Justifying his April 1861 suspension of the writ of habeas corpus — despite the Constitution’s reservation, per Article I, section 9, clause 2 of that power to Congress, and then only in cases of rebellion or invasion, when public safety requires it — President Lincoln asked in a July 4, 1861 message to a special session of Congress: “Are all the laws, but one, to go unexecuted, and the government itself to go to pieces, lest that one be violated?”

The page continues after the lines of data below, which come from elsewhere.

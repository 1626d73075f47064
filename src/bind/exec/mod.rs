use crate::bind::ops::{INSTANCED_ITEM_SIZE, clear_value, copy_struct, copy_value, read_bool, write_bool};
use crate::bind::{
	AccessKind, Address, BindError, BindingCollection, BindingDataProvider, BoolStorage, CopyInfo, CopyType, DataHandle, FieldType, Heap, NumericKind,
	PropertyIndirection, Result, Schema, StructId, View, chain,
};

/// Walk a compiled chain from `view` to the leaf address.
///
/// Returns `None` when a reference on the way is null or dead, when a live
/// runtime type no longer matches the recorded instance type, or when an array
/// has shrunk below the recorded index.
pub fn get_address(schema: &Schema, heap: &Heap, view: View, first: &PropertyIndirection, rest: &[PropertyIndirection]) -> Option<Address> {
	let mut address = view.memory()?;

	for step in chain(first, rest) {
		let at = address + u64::from(step.offset);
		address = match step.access_kind {
			AccessKind::Offset => at,
			AccessKind::Object | AccessKind::WeakObject | AccessKind::SoftObject | AccessKind::ObjectInstance => {
				let ptr = heap.read_u64(at).ok()?;
				if !heap.is_live(ptr) {
					return None;
				}
				if step.access_kind == AccessKind::ObjectInstance || step.instance_type.is_some() {
					check_instance(schema, heap.runtime_type(ptr), step.instance_type)?;
				}
				ptr
			}
			AccessKind::StructInstance => {
				let header = heap.read_instanced_header(at).ok()?;
				check_instance(schema, header.ty, step.instance_type)?;
				non_null(header.memory)?
			}
			AccessKind::SharedStruct => {
				let ptr = non_null(heap.read_u64(at).ok()?)?;
				check_instance(schema, heap.runtime_type(ptr), step.instance_type)?;
				ptr
			}
			AccessKind::StructInstanceContainer => {
				let header = heap.read_array_header(at).ok()?;
				let index = step.array_index.get()?;
				if index >= header.num {
					return None;
				}
				let item = heap.read_instanced_header(header.data + (index * INSTANCED_ITEM_SIZE) as u64).ok()?;
				check_instance(schema, item.ty, step.instance_type)?;
				non_null(item.memory)?
			}
			AccessKind::IndexArray => {
				let header = heap.read_array_header(at).ok()?;
				let index = step.array_index.get()?;
				if index >= header.num {
					return None;
				}
				let inner = match step.array_field.and_then(|field| schema.field(field)).map(|def| &def.ty) {
					Some(FieldType::Array(inner)) => inner,
					_ => return None,
				};
				header.data + (index * schema.element_size(inner)) as u64
			}
			AccessKind::Unset => return None,
		};
	}

	Some(address)
}

fn check_instance(schema: &Schema, live: Option<StructId>, expected: Option<StructId>) -> Option<()> {
	let live = live?;
	match expected {
		Some(expected) if !schema.is_child_of(live, expected) => None,
		_ => Some(()),
	}
}

fn non_null(address: Address) -> Option<Address> {
	(address != 0).then_some(address)
}

impl<H: DataHandle> BindingCollection<H> {
	/// Execute one compiled copy from `source` into `target`.
	///
	/// Unresolved copies succeed without writing. Panics when the collection
	/// has not been resolved.
	pub fn copy_property(&self, schema: &Schema, heap: &mut Heap, copy: &CopyInfo<H>, source: View, target: View) -> bool {
		assert!(self.resolved, "copy_property called before resolve_paths");

		if copy.copy_type == CopyType::None {
			return true;
		}

		let Some(target_address) = get_address(schema, heap, target, &copy.target_indirection, &self.indirections) else {
			tracing::debug!("skipping {} copy: target address is not reachable", copy.copy_type.as_str());
			return false;
		};
		let source_address = get_address(schema, heap, source, &copy.source_indirection, &self.indirections);
		if source_address.is_none() && copy.copy_type != CopyType::CopyObject {
			tracing::debug!("skipping {} copy: source address is not reachable", copy.copy_type.as_str());
			return false;
		}

		match self.perform_copy(schema, heap, copy, source_address, target_address) {
			Ok(()) => true,
			Err(err) => {
				tracing::debug!("{} copy failed: {err}", copy.copy_type.as_str());
				false
			}
		}
	}

	/// Clear every reachable target of one batch to its default.
	///
	/// Panics when the collection has not been resolved or the batch index is invalid.
	pub fn reset_objects(&self, schema: &Schema, heap: &mut Heap, batch_index: usize, target: View) -> bool {
		assert!(self.resolved, "reset_objects called before resolve_paths");
		assert!(batch_index < self.copy_batches.len(), "invalid copy batch index {batch_index}");

		let mut ok = true;
		for copy in self.batch_copies(batch_index) {
			let Some(address) = get_address(schema, heap, target, &copy.target_indirection, &self.indirections) else {
				continue;
			};
			if let Err(err) = self.reset_target(schema, heap, copy, address) {
				tracing::debug!("{} reset failed: {err}", copy.copy_type.as_str());
				ok = false;
			}
		}
		ok
	}

	/// Execute every copy of one batch, fetching each source view from `provider`.
	///
	/// Panics when the collection has not been resolved or the batch index is invalid.
	pub fn copy_batch(&self, schema: &Schema, heap: &mut Heap, provider: &dyn BindingDataProvider<H>, batch_index: usize, target: View) -> bool {
		assert!(self.resolved, "copy_batch called before resolve_paths");
		assert!(batch_index < self.copy_batches.len(), "invalid copy batch index {batch_index}");

		let mut ok = true;
		for copy in self.batch_copies(batch_index) {
			let source = provider.data_view(copy.source_data_handle).unwrap_or_default();
			ok &= self.copy_property(schema, heap, copy, source, target);
		}
		ok
	}

	fn perform_copy(&self, schema: &Schema, heap: &mut Heap, copy: &CopyInfo<H>, source: Option<Address>, target: Address) -> Result<()> {
		let target_ty = copy.target_leaf.and_then(|field| schema.leaf_type(field)).cloned();
		let source_ty = copy.source_leaf.and_then(|field| schema.leaf_type(field)).cloned();
		let dim = copy.target_leaf.map(|field| schema.leaf_array_dim(field)).unwrap_or(1);
		let missing = || BindError::IncompatibleTypes {
			source_desc: source_ty.as_ref().map(|ty| ty.describe(schema)).unwrap_or_else(|| "<struct>".to_owned()),
			target_desc: target_ty.as_ref().map(|ty| ty.describe(schema)).unwrap_or_else(|| "<struct>".to_owned()),
		};
		let Some(target_ty) = target_ty.as_ref() else {
			return Err(missing());
		};

		if copy.copy_type == CopyType::CopyObject {
			let stride = schema.element_size(target_ty) as u64;
			for index in 0..dim as u64 {
				let value = match (source, &source_ty) {
					(None, _) => 0,
					(Some(at), None) => at,
					(Some(at), Some(ty)) => heap.read_u64(at + index * schema.element_size(ty) as u64)?,
				};
				heap.write_u64(target + index * stride, value)?;
			}
			return Ok(());
		}

		let Some(source) = source else {
			return Err(missing());
		};

		match copy.copy_type {
			CopyType::None | CopyType::CopyObject => Ok(()),
			CopyType::CopyPlain => heap.copy_bytes(source, target, copy.copy_size),
			CopyType::CopyComplex => {
				let stride = schema.element_size(target_ty) as u64;
				for index in 0..dim as u64 {
					copy_value(schema, heap, target_ty, source + index * stride, target + index * stride)?;
				}
				Ok(())
			}
			CopyType::CopyBool => {
				let (Some(FieldType::Bool(from)), FieldType::Bool(to)) = (&source_ty, target_ty) else {
					return Err(missing());
				};
				for index in 0..dim as u64 {
					let value = read_bool(heap, *from, source + index)?;
					write_bool(heap, *to, target + index, value)?;
				}
				Ok(())
			}
			CopyType::CopyStruct => {
				let id = match (&source_ty, target_ty) {
					(_, FieldType::Struct(id)) => *id,
					_ => return Err(missing()),
				};
				if copy.source_leaf.is_none() {
					return copy_struct(schema, heap, copy.source_struct_type.unwrap_or(id), source, target);
				}
				let stride = schema.element_size(target_ty) as u64;
				for index in 0..dim as u64 {
					copy_struct(schema, heap, id, source + index * stride, target + index * stride)?;
				}
				Ok(())
			}
			CopyType::CopyName => heap.copy_bytes(source, target, 4 * dim),
			CopyType::CopyFixedArray => {
				let FieldType::Array(inner) = target_ty else {
					return Err(missing());
				};
				let from = heap.read_array_header(source)?;
				let to = heap.read_array_header(target)?;
				let stride = schema.element_size(inner) as u64;
				for index in 0..from.num.min(to.num) as u64 {
					copy_value(schema, heap, inner, from.data + index * stride, to.data + index * stride)?;
				}
				Ok(())
			}
			CopyType::StructReference => {
				let hooks = self.struct_reference.as_ref().ok_or_else(missing)?;
				let source_ty = source_ty.as_ref().ok_or_else(missing)?;
				(hooks.copy)(heap, source_ty, source, target)
			}
			promotion => {
				let (from, to) = promotion.conversion().ok_or_else(missing)?;
				let storage = match &source_ty {
					Some(FieldType::Bool(storage)) => *storage,
					_ => BoolStorage::Native,
				};
				let number = read_number(heap, from, storage, source)?;
				write_number(heap, to, target, number)
			}
		}
	}

	fn reset_target(&self, schema: &Schema, heap: &mut Heap, copy: &CopyInfo<H>, address: Address) -> Result<()> {
		let Some(target_ty) = copy.target_leaf.and_then(|field| schema.leaf_type(field)) else {
			return Ok(());
		};
		let dim = copy.target_leaf.map(|field| schema.leaf_array_dim(field)).unwrap_or(1) as u64;
		let stride = schema.element_size(target_ty) as u64;

		match copy.copy_type {
			CopyType::CopyObject => {
				for index in 0..dim {
					heap.zero(address + index * stride, stride as usize)?;
				}
				Ok(())
			}
			CopyType::CopyStruct => {
				for index in 0..dim {
					clear_value(schema, heap, target_ty, address + index * stride)?;
				}
				Ok(())
			}
			CopyType::CopyFixedArray => {
				let FieldType::Array(inner) = target_ty else {
					return Ok(());
				};
				let header = heap.read_array_header(address)?;
				let elem = schema.element_size(inner) as u64;
				for index in 0..header.num as u64 {
					clear_value(schema, heap, inner, header.data + index * elem)?;
				}
				Ok(())
			}
			CopyType::StructReference => match self.struct_reference.as_ref() {
				Some(hooks) => (hooks.reset)(heap, address),
				None => Ok(()),
			},
			_ => Ok(()),
		}
	}
}

#[derive(Debug, Clone, Copy)]
enum Number {
	Int(i64),
	Real(f64),
}

fn read_number(heap: &Heap, kind: NumericKind, storage: BoolStorage, addr: Address) -> Result<Number> {
	Ok(match kind {
		NumericKind::Bool => Number::Int(i64::from(read_bool(heap, storage, addr)?)),
		NumericKind::Byte => Number::Int(i64::from(heap.read_u8(addr)?)),
		NumericKind::Int32 => Number::Int(i64::from(heap.read_i32(addr)?)),
		NumericKind::UInt32 => Number::Int(i64::from(heap.read_u32(addr)?)),
		NumericKind::Int64 => Number::Int(heap.read_i64(addr)?),
		NumericKind::Float => Number::Real(f64::from(heap.read_f32(addr)?)),
		NumericKind::Double => Number::Real(heap.read_f64(addr)?),
	})
}

fn write_number(heap: &mut Heap, kind: NumericKind, addr: Address, number: Number) -> Result<()> {
	let (int, real) = match number {
		Number::Int(value) => (value, value as f64),
		Number::Real(value) => (value as i64, value),
	};
	match kind {
		NumericKind::Bool => heap.write_u8(addr, u8::from(int != 0)),
		NumericKind::Byte => heap.write_u8(addr, int as u8),
		NumericKind::Int32 => heap.write_i32(addr, int as i32),
		NumericKind::UInt32 => heap.write_u32(addr, int as u32),
		NumericKind::Int64 => heap.write_i64(addr, int),
		NumericKind::Float => heap.write_f32(addr, real as f32),
		NumericKind::Double => heap.write_f64(addr, real),
	}
}

#[cfg(test)]
mod tests;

Lincoln later imprisoned Union antiwar “Copperhead” leader Cornelius Vallandigham in 1863. This undercut the Copperhead push for a compromise peace that would have permanently sundered the Union. Vallandigham was convicted in one day, by a military commission applying martial law to a civilian. Lincoln defended this action by stating, “Must I shoot a simpleminded soldier boy who deserts, while I must not touch a hair of a wily agitator who induces him to desert?” In March 1863 Congress passed the Habeas Corpus Act, ratifying Lincoln’s decisions while adding limited protections for those detained.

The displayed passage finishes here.